未翔「あれ?なんでそんな唖然としているん?」
その一言で全員が我にかえった
響「いやいやいや今落ちて来たって言ったよね!?」
未翔「それがどうしたの?」
響「どうしたの?じゃないよ!!なんで無傷なの!?」
未翔「そりゃ俺が頑丈だから!!・・・だよね?」
響「疑問系!?」
未翔「まあ響落ち着け」
弦十郎「そうだなまずは、簡単な歓迎会をしよう!!」
未翔「あんたは、馬鹿か?自分で言うのもあれだが、あんたらが追っていた人間が、武器持って二課に侵入してきたのに、そのまま歓迎会続けようとか正気の沙汰じゃねーぞ?」
響「そう言いながら、ちゃっかりジュースを飲んでいる!!」
未翔「まあ、ちっちゃいことは気にするな!!」
そんなこんなで少し落ち着いて来たので話が始まる
弦十郎「未翔君だったね。
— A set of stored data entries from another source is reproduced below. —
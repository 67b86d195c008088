//! Core analyzer for orchestrating lint execution.

use crate::config::Config;
use crate::context::FileContext;
use crate::parser::{ParseError, ParserBox, SourceParser};
use crate::rule::{Rule, RuleBox};
use crate::types::{LintResult, Violation};
use crate::utils::allowance::apply_allow_directives;

use std::path::{Path, PathBuf};
use thiserror::Error;
use tracing::{debug, info, warn};

/// Errors that can occur during analysis.
#[derive(Debug, Error)]
pub enum AnalyzerError {
    /// IO error reading files.
    #[error("IO error: {0}")]
    Io(#[from] std::io::Error),

    /// Error parsing a source file.
    #[error("Parse error in {path}: {source}")]
    Parse {
        /// Path to the file that failed to parse.
        path: PathBuf,
        /// Underlying parse error.
        source: ParseError,
    },

    /// Directory walk error.
    #[error("Failed to walk source tree: {0}")]
    Walk(#[from] ignore::Error),

    /// No parser handles the file's extension.
    #[error("No parser registered for {0}")]
    UnsupportedFile(PathBuf),

    /// Configuration error.
    #[error("Configuration error: {0}")]
    Config(#[from] crate::config::ConfigError),
}

/// Builder for configuring an [`Analyzer`].
#[derive(Default)]
pub struct AnalyzerBuilder {
    root: Option<PathBuf>,
    rules: Vec<RuleBox>,
    parsers: Vec<ParserBox>,
    exclude_patterns: Vec<String>,
    config: Option<Config>,
    fail_on_parse_error: bool,
}

impl AnalyzerBuilder {
    /// Creates a new builder with default settings.
    #[must_use]
    pub fn new() -> Self {
        Self::default()
    }

    /// Sets the directory or single file to analyze.
    #[must_use]
    pub fn root(mut self, path: impl Into<PathBuf>) -> Self {
        self.root = Some(path.into());
        self
    }

    /// Adds a rule to the analyzer.
    #[must_use]
    pub fn rule<R: Rule + 'static>(mut self, rule: R) -> Self {
        self.rules.push(Box::new(rule));
        self
    }

    /// Adds a boxed rule to the analyzer.
    #[must_use]
    pub fn rule_box(mut self, rule: RuleBox) -> Self {
        self.rules.push(rule);
        self
    }

    /// Registers a language front end.
    #[must_use]
    pub fn parser<P: SourceParser + 'static>(mut self, parser: P) -> Self {
        self.parsers.push(Box::new(parser));
        self
    }

    /// Adds an exclude glob pattern.
    #[must_use]
    pub fn exclude(mut self, pattern: impl Into<String>) -> Self {
        self.exclude_patterns.push(pattern.into());
        self
    }

    /// Adds multiple exclude glob patterns.
    #[must_use]
    pub fn excludes<I, S>(mut self, patterns: I) -> Self
    where
        I: IntoIterator<Item = S>,
        S: Into<String>,
    {
        self.exclude_patterns
            .extend(patterns.into_iter().map(Into::into));
        self
    }

    /// Sets the configuration.
    #[must_use]
    pub fn config(mut self, config: Config) -> Self {
        self.config = Some(config);
        self
    }

    /// Sets whether to fail on parse errors (default: false).
    #[must_use]
    pub fn fail_on_parse_error(mut self, fail: bool) -> Self {
        self.fail_on_parse_error = fail;
        self
    }

    /// Builds the analyzer.
    ///
    /// # Errors
    ///
    /// Returns an error if the current directory cannot be determined for a
    /// relative root.
    pub fn build(self) -> Result<Analyzer, AnalyzerError> {
        let config = self.config.unwrap_or_default();

        let root = self
            .root
            .unwrap_or_else(|| config.analyzer.root.clone());
        let target = if root.is_absolute() {
            root
        } else {
            std::env::current_dir()?.join(&root)
        };
        // A single file is reported relative to its directory.
        let root = match target.parent() {
            Some(parent) if target.is_file() => parent.to_path_buf(),
            _ => target.clone(),
        };

        let mut exclude_patterns = self.exclude_patterns;
        exclude_patterns.extend(config.analyzer.exclude.iter().cloned());

        Ok(Analyzer {
            root,
            target,
            rules: self.rules,
            parsers: self.parsers,
            exclude_patterns,
            config,
            fail_on_parse_error: self.fail_on_parse_error,
        })
    }
}

/// The main analyzer that orchestrates lint execution.
///
/// Use [`Analyzer::builder()`] to construct an instance.
pub struct Analyzer {
    root: PathBuf,
    target: PathBuf,
    rules: Vec<RuleBox>,
    parsers: Vec<ParserBox>,
    exclude_patterns: Vec<String>,
    config: Config,
    fail_on_parse_error: bool,
}

impl Analyzer {
    /// Creates a new builder for configuring an analyzer.
    #[must_use]
    pub fn builder() -> AnalyzerBuilder {
        AnalyzerBuilder::new()
    }

    /// Returns the directory reported paths are relative to.
    ///
    /// For a single-file target this is the file's parent directory.
    #[must_use]
    pub fn root(&self) -> &Path {
        &self.root
    }

    /// Returns the number of registered rules.
    #[must_use]
    pub fn rule_count(&self) -> usize {
        self.rules.len()
    }

    /// Returns the effective configuration.
    #[must_use]
    pub fn config(&self) -> &Config {
        &self.config
    }

    /// Analyzes all files under the root and returns the results.
    ///
    /// # Errors
    ///
    /// Returns an error if file discovery or reading fails, or if a file
    /// fails to parse while `fail_on_parse_error` is set.
    pub fn analyze(&self) -> Result<LintResult, AnalyzerError> {
        info!("Starting analysis at {:?}", self.target);

        let mut result = LintResult::new();
        let files = self.discover_files()?;

        info!("Found {} files to analyze", files.len());

        for file_path in &files {
            let content = std::fs::read_to_string(file_path)?;
            match self.analyze_source(file_path, &content) {
                Ok(violations) => {
                    result.violations.extend(violations);
                    result.files_checked += 1;
                }
                Err(AnalyzerError::Parse { path, source }) => {
                    warn!("Failed to parse {}: {}", path.display(), source);
                    if self.fail_on_parse_error {
                        return Err(AnalyzerError::Parse { path, source });
                    }
                    result.files_skipped.push(path);
                }
                Err(e) => return Err(e),
            }
        }

        result.sort();

        info!(
            "Analysis complete: {} violations in {} files",
            result.violations.len(),
            result.files_checked
        );

        Ok(result)
    }

    /// Analyzes in-memory source as if it lived at `path`.
    ///
    /// # Errors
    ///
    /// Returns an error if no parser handles the extension or the source
    /// fails to parse.
    pub fn analyze_source(&self, path: &Path, content: &str) -> Result<Vec<Violation>, AnalyzerError> {
        debug!("Analyzing: {}", path.display());

        let extension = dotted_extension(path);
        let parser = self
            .parser_for(&extension)
            .ok_or_else(|| AnalyzerError::UnsupportedFile(path.to_path_buf()))?;

        let program = parser
            .parse(content, &extension)
            .map_err(|source| AnalyzerError::Parse {
                path: path.to_path_buf(),
                source,
            })?;

        let ctx = FileContext::new(path, content, &self.root);
        let mut violations = Vec::new();

        for rule in &self.rules {
            if !self.config.is_rule_enabled(rule.name()) {
                debug!("Skipping disabled rule: {}", rule.name());
                continue;
            }

            let rule_violations = rule.check(&ctx, &program);
            let rule_violations = self.apply_severity_override(rule.name(), rule_violations);
            violations.extend(apply_allow_directives(&ctx, rule.as_ref(), rule_violations));
        }

        Ok(violations)
    }

    fn parser_for(&self, extension: &str) -> Option<&dyn SourceParser> {
        self.parsers
            .iter()
            .find(|p| p.handles(extension))
            .map(AsRef::as_ref)
    }

    /// Applies severity overrides from configuration.
    fn apply_severity_override(
        &self,
        rule_name: &str,
        mut violations: Vec<Violation>,
    ) -> Vec<Violation> {
        if let Some(severity) = self.config.rule_severity(rule_name) {
            for v in &mut violations {
                v.severity = severity;
            }
        }
        violations
    }

    /// Discovers all source files some registered parser handles.
    fn discover_files(&self) -> Result<Vec<PathBuf>, AnalyzerError> {
        let mut builder = ignore::WalkBuilder::new(&self.target);
        builder
            .hidden(false)
            .git_ignore(self.config.analyzer.respect_gitignore)
            .require_git(false);

        let mut files = Vec::new();
        for entry in builder.build() {
            let entry = entry?;
            let path = entry.path();

            if !path.is_file() || self.parser_for(&dotted_extension(path)).is_none() {
                continue;
            }

            if self.should_exclude(path) {
                debug!("Excluding: {}", path.display());
                continue;
            }

            files.push(path.to_path_buf());
        }

        files.sort();
        Ok(files)
    }

    /// Checks if a path should be excluded.
    fn should_exclude(&self, path: &Path) -> bool {
        let relative = path.strip_prefix(&self.root).unwrap_or(path);
        let path_str = relative.to_string_lossy().replace('\\', "/");

        self.exclude_patterns.iter().any(|pattern| {
            if glob::Pattern::new(pattern).is_ok_and(|p| p.matches(&path_str)) {
                return true;
            }

            // Directory patterns like "**/node_modules/**" also match at the root.
            let trimmed = pattern.trim_start_matches("**/").trim_end_matches("/**");
            !trimmed.is_empty()
                && !trimmed.contains('*')
                && path_str.split('/').any(|component| component == trimmed)
        })
    }
}

/// `.ts` style extension of a path, or `""`.
fn dotted_extension(path: &Path) -> String {
    path.extension()
        .and_then(|e| e.to_str())
        .map(|e| format!(".{e}"))
        .unwrap_or_default()
}
//! Check command implementation.

use anyhow::{Context, Result};
use prisma_lint_core::{Analyzer, Config, RuleBox};
use prisma_lint_rules::{all_rules, rules_from_config};
use prisma_lint_ts::TypeScriptParser;
use std::path::Path;

use crate::OutputFormat;

/// Command-line options for `check`.
#[derive(Debug, Default)]
pub struct CheckOptions {
    /// Output format.
    pub format: OutputFormat,
    /// Comma-separated rule names or codes.
    pub rules: Option<String>,
    /// Preset overriding the configured one.
    pub preset: Option<String>,
    /// Extra exclude globs.
    pub exclude: Vec<String>,
}

/// Runs the check command.
///
/// Returns `true` when violations at or above the configured `fail_on`
/// severity remain.
pub fn run(path: &Path, options: &CheckOptions, mut config: Config) -> Result<bool> {
    if let Some(preset) = &options.preset {
        config.preset = Some(preset.clone());
    }
    let fail_on = config.fail_threshold();

    let rules = match &options.rules {
        Some(filter) => {
            let names: Vec<&str> = filter.split(',').map(str::trim).collect();
            filter_rules(&config, &names)
        }
        None => rules_from_config(&config),
    };

    let mut builder = Analyzer::builder()
        .root(path)
        .parser(TypeScriptParser::new())
        .config(config);

    for pattern in &options.exclude {
        builder = builder.exclude(pattern.clone());
    }

    for rule in rules {
        builder = builder.rule_box(rule);
    }

    let analyzer = builder.build().context("Failed to build analyzer")?;

    tracing::info!("Analyzing {:?} with {} rules", path, analyzer.rule_count());

    let result = analyzer.analyze().context("Analysis failed")?;

    super::output::print(&result, options.format, analyzer.root())?;

    Ok(result.has_violations_at(fail_on))
}

/// Selects rules by name or code, keeping the order given on the command line.
fn filter_rules(config: &Config, names: &[&str]) -> Vec<RuleBox> {
    let mut available = all_rules(config);
    let mut selected = Vec::new();

    for name in names.iter().filter(|n| !n.is_empty()) {
        match available
            .iter()
            .position(|r| r.name() == *name || r.code().eq_ignore_ascii_case(name))
        {
            Some(index) => selected.push(available.remove(index)),
            None => tracing::warn!("Unknown rule: {}", name),
        }
    }

    selected
}
//! Rule requiring read prefixes on functions that query with `find*`.
//!
//! # Configuration
//!
//! - `prefixes`: accepted read prefixes
//!   (default: `["find", "get", "list", "count", "exists", "search"]`)
//! - `allow_in_write_functions`: let write functions (`create*`, `update*`,
//!   `upsert*`, `delete*`, `hardDelete*`, `restore*`, `suspend*`) read
//!   (default: true)

use prisma_lint_core::ast::Program;
use prisma_lint_core::utils::{collect_prisma_calls, has_any_prefix, OperationKind};
use prisma_lint_core::{
    message_data, Config, FileContext, MessageTemplate, OptionKind, Rule, RuleOption, RuleType,
    Severity, Violation,
};

/// Rule code for find-naming-convention.
pub const CODE: &str = "PL004";

/// Rule name for find-naming-convention.
pub const NAME: &str = "find-naming-convention";

const DEFAULT_PREFIXES: &[&str] = &["find", "get", "list", "count", "exists", "search"];

const WRITE_PREFIXES: &[&str] = &[
    "create",
    "update",
    "upsert",
    "delete",
    "hardDelete",
    "restore",
    "suspend",
];

const MESSAGES: &[MessageTemplate] = &[MessageTemplate::new(
    "findNamingMismatch",
    "`{{functionName}}` reads with `{{model}}.{{operation}}()`; its name should start with `{{expectedPrefix}}` (allowed: {{allowedPrefixes}})",
)];

const OPTIONS: &[RuleOption] = &[
    RuleOption {
        name: "prefixes",
        kind: OptionKind::StringArray,
        default: "[\"find\", \"get\", \"list\", \"count\", \"exists\", \"search\"]",
        description: "Function name prefixes allowed to call find operations",
    },
    RuleOption {
        name: "allow_in_write_functions",
        kind: OptionKind::Bool,
        default: "true",
        description: "Allow reads inside create/update/delete/restore/suspend functions",
    },
];

/// Requires `findUnique*`, `findFirst*` and `findMany` in read-named functions.
#[derive(Debug, Clone)]
pub struct FindNamingConvention {
    /// Receiver names treated as Prisma clients.
    pub clients: Vec<String>,
    /// Accepted read prefixes.
    pub prefixes: Vec<String>,
    /// Allow reads inside write functions.
    pub allow_in_write_functions: bool,
    /// Custom severity.
    pub severity: Severity,
}

impl Default for FindNamingConvention {
    fn default() -> Self {
        Self::new()
    }
}

impl FindNamingConvention {
    /// Creates a new rule with default settings.
    #[must_use]
    pub fn new() -> Self {
        Self::from_config(&Config::default())
    }

    /// Creates the rule from project conventions and `[rules.find-naming-convention]`.
    #[must_use]
    pub fn from_config(config: &Config) -> Self {
        let rule = config.rule(NAME);
        let prefixes = rule
            .and_then(|r| r.get_str_array("prefixes"))
            .unwrap_or_else(|| DEFAULT_PREFIXES.iter().map(|p| (*p).to_string()).collect());
        let allow_in_write_functions =
            rule.map_or(true, |r| r.get_bool("allow_in_write_functions", true));

        Self {
            clients: config.conventions.clients.clone(),
            prefixes,
            allow_in_write_functions,
            severity: Severity::Warning,
        }
    }

    /// Sets whether write functions may read.
    #[must_use]
    pub fn allow_in_write_functions(mut self, allow: bool) -> Self {
        self.allow_in_write_functions = allow;
        self
    }

    /// Sets the severity level.
    #[must_use]
    pub fn severity(mut self, severity: Severity) -> Self {
        self.severity = severity;
        self
    }

    fn is_allowed(&self, function: &str) -> bool {
        has_any_prefix(function, &self.prefixes).is_some()
            || (self.allow_in_write_functions && has_any_prefix(function, WRITE_PREFIXES).is_some())
    }
}

impl Rule for FindNamingConvention {
    fn name(&self) -> &'static str {
        NAME
    }

    fn code(&self) -> &'static str {
        CODE
    }

    fn rule_type(&self) -> RuleType {
        RuleType::Suggestion
    }

    fn description(&self) -> &'static str {
        "Requires functions calling find* operations to use a read prefix"
    }

    fn default_severity(&self) -> Severity {
        self.severity
    }

    fn messages(&self) -> &'static [MessageTemplate] {
        MESSAGES
    }

    fn options(&self) -> &'static [RuleOption] {
        OPTIONS
    }

    fn check(&self, ctx: &FileContext, program: &Program) -> Vec<Violation> {
        let expected = self.prefixes.first().map_or("find", String::as_str);
        let allowed = self.prefixes.join(", ");

        collect_prisma_calls(program, &self.clients)
            .into_iter()
            .filter(|site| site.call.operation.kind() == OperationKind::Find)
            .filter_map(|site| {
                let function = site.function?;
                if self.is_allowed(function) {
                    return None;
                }

                let call = site.call;
                let data = message_data([
                    ("functionName", function),
                    ("expectedPrefix", expected),
                    ("allowedPrefixes", allowed.as_str()),
                    ("model", call.model_name()),
                    ("operation", call.operation.as_str()),
                ]);
                Some(self.report(ctx, call.span(), "findNamingMismatch", data))
            })
            .collect()
    }
}

#[cfg(test)]
mod tests {
    use super::*;
    use crate::test_support::{check_source, ids};

    fn check_code(code: &str) -> Vec<Violation> {
        check_source(&FindNamingConvention::new(), "src/users/user.query.service.ts", code)
    }

    #[test]
    fn test_detects_unprefixed_reader() {
        let violations = check_code(
            r"
export class UserQueryService {
  async userById(id: string) {
    return this.prisma.user.findUnique({ where: { id } });
  }
}
",
        );
        assert_eq!(ids(&violations), vec!["findNamingMismatch"]);
        assert_eq!(violations[0].severity, Severity::Warning);
        assert_eq!(
            violations[0].message,
            "`userById` reads with `user.findUnique()`; its name should start with `find` (allowed: find, get, list, count, exists, search)"
        );
    }

    #[test]
    fn test_read_prefixes_are_allowed() {
        let violations = check_code(
            r"
async function findUser(id: string) { return prisma.user.findUniqueOrThrow({ where: { id } }); }
async function getUser(id: string) { return prisma.user.findFirst({ where: { id } }); }
async function listUsers() { return prisma.user.findMany(); }
async function existsUser(email: string) { return !!(await prisma.user.findFirstOrThrow({ where: { email } })); }
async function searchUsers(q: string) { return prisma.user.findMany({ where: { name: { contains: q } } }); }
",
        );
        assert!(violations.is_empty(), "{violations:?}");
    }

    #[test]
    fn test_write_functions_may_read_unless_disabled() {
        let code = r"
async function updateEmail(id: string, email: string) {
  const user = await prisma.user.findUniqueOrThrow({ where: { id } });
  return prisma.user.update({ where: { id: user.id }, data: { email } });
}
";
        assert!(check_code(code).is_empty());

        let strict = FindNamingConvention::new().allow_in_write_functions(false);
        let violations = check_source(&strict, "a.ts", code);
        assert_eq!(ids(&violations), vec!["findNamingMismatch"]);
    }

    #[test]
    fn test_only_find_operations_are_checked() {
        let violations = check_code(
            r"
async function userStats() {
  await prisma.user.count();
  await prisma.user.aggregate({ _count: true });
  await prisma.user.groupBy({ by: ['status'] });
}
",
        );
        assert!(violations.is_empty());
    }

    #[test]
    fn test_configured_prefixes() {
        let config = Config::parse(
            "[rules.find-naming-convention]\nprefixes = [\"fetch\"]\nallow_in_write_functions = false\n",
        )
        .unwrap();
        let rule = FindNamingConvention::from_config(&config);
        assert!(!rule.allow_in_write_functions);

        let code = "async function fetchUser() { return prisma.user.findFirst(); }\nasync function findUser() { return prisma.user.findFirst(); }";
        let violations = check_source(&rule, "a.ts", code);
        assert_eq!(violations.len(), 1);
        assert_eq!(
            violations[0].data.get("functionName").map(String::as_str),
            Some("findUser")
        );
    }
}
君には、いくつか聞きたいことがあるんだが」
未翔「1つ目は、何故俺の情報が検索してもほとんど出ないのか。2つ目は、俺の今持っている武器と戦闘時に身に纏っていた鎧について。3つ目は、2年前に俺が言った天羽奏が生きているとは、どういう事なのかだろ?」
緒川「お見通しですか」
未翔「まあね俺に聞きたいこと言ったらこれしか思い付かないからねー」
未翔がそう言った後に翼は未翔の肩を掴んで強く揺さぶった
翼「!?貴方それは、本当なの!?奏は、生きているの!?」
未翔「まあ落ち着け順番に話すから。」
未翔「まずは、何故俺の情報がほとんどでない理由だな。これを、国の個人情報データベースにアクセスした後に、読み込ませれば、理由はおのずと分かるはずだよ?」
そう言って未翔は、六角形のカードのような物を弦十郎に渡した。
弦十郎はそれをすぐに個人情報データベースに読み込ませ検索する。
弦十郎「これは!?」
未翔の情報が開示されたしかし弦十郎が驚いたのはそこではない。弦十郎は未翔の名字を見て驚いたのだ。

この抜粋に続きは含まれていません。